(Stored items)
┌────────

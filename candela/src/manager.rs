use std::collections::HashMap;
use std::sync::atomic::{AtomicU64, Ordering};
use std::sync::{Arc, Mutex, PoisonError};

use chrono::{DateTime, Utc};
use futures::FutureExt;
use futures::future::{BoxFuture, Shared};

use candela_core::{
    CandelaError, Candle, CandleConnector, FailureClass, FetchRequest, FreshnessPolicy,
    StatsCollector, Timeframe, check_freshness,
};

/// The winning answer of one fetch: which provider served it and the series.
pub struct ProviderResult {
    /// Name of the connector that answered.
    pub provider: &'static str,
    /// Candles ascending by `open_time`, at most `limit` long.
    pub data: Arc<[Candle]>,
    /// The connector itself, for follow-up calls against the same source.
    pub connector: Arc<dyn CandleConnector>,
}

impl std::fmt::Debug for ProviderResult {
    fn fmt(&self, f: &mut std::fmt::Formatter<'_>) -> std::fmt::Result {
        f.debug_struct("ProviderResult")
            .field("provider", &self.provider)
            .field("candles", &self.data.len())
            .finish_non_exhaustive()
    }
}

type Settled = Result<Arc<ProviderResult>, CandelaError>;
type PendingFetch = Shared<BoxFuture<'static, Settled>>;

#[derive(Debug, Clone, PartialEq, Eq, Hash)]
struct PendingKey {
    symbol: String,
    minutes: u32,
    limit: usize,
}

impl From<&FetchRequest> for PendingKey {
    fn from(req: &FetchRequest) -> Self {
        Self {
            symbol: req.symbol.clone(),
            minutes: req.timeframe.minutes(),
            limit: req.limit,
        }
    }
}

struct Chain {
    connectors: Vec<Arc<dyn CandleConnector>>,
    stats: Arc<StatsCollector>,
    freshness: FreshnessPolicy,
    clock: fn() -> DateTime<Utc>,
    pending: Mutex<HashMap<PendingKey, (u64, PendingFetch)>>,
    next_id: AtomicU64,
}

/// Removes a pending entry once its fetch settles, however it settles.
struct PendingGuard {
    chain: Arc<Chain>,
    key: PendingKey,
    id: u64,
}

impl Drop for PendingGuard {
    fn drop(&mut self) {
        let mut pending = self
            .chain
            .pending
            .lock()
            .unwrap_or_else(PoisonError::into_inner);
        if pending.get(&self.key).is_some_and(|(id, _)| *id == self.id) {
            pending.remove(&self.key);
        }
    }
}

/// Ordered fallback chain over candle connectors.
///
/// Connectors are tried in registration order; the first fresh, non-empty
/// series wins. `TimeframeUnsupported` and `StaleData` end the chain at once,
/// every other failure moves on to the next connector. Concurrent fetches for
/// the same symbol, timeframe and limit share one underlying run.
#[derive(Clone)]
pub struct ProviderManager {
    chain: Arc<Chain>,
}

impl std::fmt::Debug for ProviderManager {
    fn fmt(&self, f: &mut std::fmt::Formatter<'_>) -> std::fmt::Result {
        f.debug_struct("ProviderManager")
            .field("providers", &self.providers())
            .field("in_flight", &self.in_flight())
            .finish_non_exhaustive()
    }
}

/// Builder for [`ProviderManager`].
pub struct ProviderManagerBuilder {
    connectors: Vec<Arc<dyn CandleConnector>>,
    stats: Option<Arc<StatsCollector>>,
    freshness: FreshnessPolicy,
    clock: fn() -> DateTime<Utc>,
}

impl Default for ProviderManagerBuilder {
    fn default() -> Self {
        Self::new()
    }
}

impl ProviderManagerBuilder {
    /// Empty chain with the default freshness policy.
    #[must_use]
    pub fn new() -> Self {
        Self {
            connectors: vec![],
            stats: None,
            freshness: FreshnessPolicy::default(),
            clock: Utc::now,
        }
    }

    /// Append a connector to the end of the chain.
    ///
    /// Registration order is priority order. Duplicates are not removed.
    #[must_use]
    pub fn with_connector(mut self, c: Arc<dyn CandleConnector>) -> Self {
        self.connectors.push(c);
        self
    }

    /// Share a statistics collector, usually the one the connectors record into.
    #[must_use]
    pub fn stats(mut self, stats: Arc<StatsCollector>) -> Self {
        self.stats = Some(stats);
        self
    }

    /// Maximum tolerated candle age per granularity.
    #[must_use]
    pub const fn freshness(mut self, policy: FreshnessPolicy) -> Self {
        self.freshness = policy;
        self
    }

    /// Wall clock used for freshness checks.
    #[must_use]
    pub const fn clock(mut self, clock: fn() -> DateTime<Utc>) -> Self {
        self.clock = clock;
        self
    }

    /// Build the manager.
    ///
    /// # Errors
    /// Returns `InvalidArg` if no connectors have been registered via [`with_connector`](Self::with_connector).
    pub fn build(self) -> Result<ProviderManager, CandelaError> {
        if self.connectors.is_empty() {
            return Err(CandelaError::InvalidArg(
                "no connectors registered; add at least one via with_connector(...)".to_string(),
            ));
        }
        Ok(ProviderManager {
            chain: Arc::new(Chain {
                connectors: self.connectors,
                stats: self.stats.unwrap_or_default(),
                freshness: self.freshness,
                clock: self.clock,
                pending: Mutex::new(HashMap::new()),
                next_id: AtomicU64::new(0),
            }),
        })
    }
}

impl ProviderManager {
    /// Start building a manager.
    #[must_use]
    pub fn builder() -> ProviderManagerBuilder {
        ProviderManagerBuilder::new()
    }

    /// Provider names in chain order.
    #[must_use]
    pub fn providers(&self) -> Vec<&'static str> {
        self.chain.connectors.iter().map(|c| c.name()).collect()
    }

    /// Number of distinct fetches currently running.
    #[must_use]
    pub fn in_flight(&self) -> usize {
        self.chain
            .pending
            .lock()
            .unwrap_or_else(PoisonError::into_inner)
            .len()
    }

    /// The statistics collector this manager records into.
    #[must_use]
    pub fn stats(&self) -> &Arc<StatsCollector> {
        &self.chain.stats
    }

    /// Fetch the most recent `limit` candles of `symbol` at `timeframe`.
    ///
    /// A caller that joins a fetch already in flight for the same key gets
    /// the same settled outcome, success or error, and triggers no upstream
    /// calls of its own. Dropping the returned future does not cancel the
    /// underlying run.
    ///
    /// # Panics
    /// When polled outside a Tokio runtime, since the run is spawned onto
    /// the current runtime. No pending entry is left behind in that case.
    ///
    /// # Errors
    /// - `InvalidArg` when `limit` is zero.
    /// - `TimeframeUnsupported` or `StaleData` straight from the connector
    ///   that raised it.
    /// - `AllProvidersFailed` when no connector produced a usable series.
    pub async fn fetch(
        &self,
        symbol: &str,
        timeframe: impl Into<Timeframe> + Send,
        limit: usize,
    ) -> Result<Arc<ProviderResult>, CandelaError> {
        if limit == 0 {
            return Err(CandelaError::InvalidArg("limit must be positive".to_string()));
        }
        self.fetch_coalesced(FetchRequest::new(symbol, timeframe, limit))
            .await
    }

    #[cfg_attr(
        feature = "tracing",
        tracing::instrument(
            name = "candela::manager::fetch",
            skip(self, req),
            fields(symbol = %req.symbol, timeframe = %req.timeframe, limit = req.limit),
        )
    )]
    async fn fetch_coalesced(&self, req: FetchRequest) -> Settled {
        self.join_or_start(req).await
    }

    fn join_or_start(&self, req: FetchRequest) -> PendingFetch {
        // before locking: a missing runtime must not panic with `pending` held
        let runtime = tokio::runtime::Handle::current();
        let key = PendingKey::from(&req);
        let mut pending = self
            .chain
            .pending
            .lock()
            .unwrap_or_else(PoisonError::into_inner);

        if let Some((_, fut)) = pending.get(&key) {
            #[cfg(feature = "tracing")]
            tracing::debug!(
                symbol = %key.symbol,
                minutes = key.minutes,
                limit = key.limit,
                "joining in-flight fetch"
            );
            self.chain.stats.record_coalesced();
            return fut.clone();
        }

        let id = self.chain.next_id.fetch_add(1, Ordering::Relaxed);
        let guard = PendingGuard {
            chain: Arc::clone(&self.chain),
            key: key.clone(),
            id,
        };
        let chain = Arc::clone(&self.chain);
        let run = async move {
            let _guard = guard;
            chain.run(req).await
        };
        #[cfg(feature = "tracing")]
        let run = tracing::Instrument::in_current_span(run);
        let task = runtime.spawn(run);
        let fut = async move {
            task.await
                .unwrap_or_else(|e| Err(CandelaError::Other(format!("fetch task failed: {e}"))))
        }
        .boxed()
        .shared();
        pending.insert(key, (id, fut.clone()));
        fut
    }
}

impl Chain {
    async fn run(&self, req: FetchRequest) -> Settled {
        for connector in &self.connectors {
            let name = connector.name();
            #[cfg(feature = "tracing")]
            tracing::info!(provider = name, symbol = %req.symbol, timeframe = %req.timeframe, "attempting provider");
            #[cfg(feature = "tracing")]
            let started = std::time::Instant::now();

            match connector.fetch(&req).await {
                Ok(data) if data.is_empty() => {
                    #[cfg(feature = "tracing")]
                    tracing::info!(provider = name, symbol = %req.symbol, "no data");
                }
                Ok(data) => {
                    let now_ms = (self.clock)().timestamp_millis();
                    check_freshness(
                        name,
                        &req.symbol,
                        &req.timeframe,
                        &data,
                        &self.freshness,
                        now_ms,
                    )?;
                    #[cfg(feature = "tracing")]
                    tracing::info!(
                        provider = name,
                        symbol = %req.symbol,
                        candles = data.len(),
                        elapsed_ms = u64::try_from(started.elapsed().as_millis()).unwrap_or(u64::MAX),
                        "found data"
                    );
                    return Ok(Arc::new(ProviderResult {
                        provider: name,
                        data,
                        connector: Arc::clone(connector),
                    }));
                }
                Err(err) => match err.class() {
                    FailureClass::Unsupported | FailureClass::Stale => return Err(err),
                    FailureClass::Transient => {
                        #[cfg(feature = "tracing")]
                        tracing::debug!(provider = name, symbol = %req.symbol, error = %err, "provider failed, trying next");
                        #[cfg(not(feature = "tracing"))]
                        let _ = err;
                    }
                },
            }
        }
        Err(CandelaError::all_providers_failed(req.symbol))
    }
}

└────────

#### Activity
Search the data above for the word "series", then gather each line in which it appears.

#### Answer box
/// The winning answer of one fetch: which provider served it and the series.
/// series wins. `TimeframeUnsupported` and `StaleData` end the chain at once,
    /// - `AllProvidersFailed` when no connector produced a usable series.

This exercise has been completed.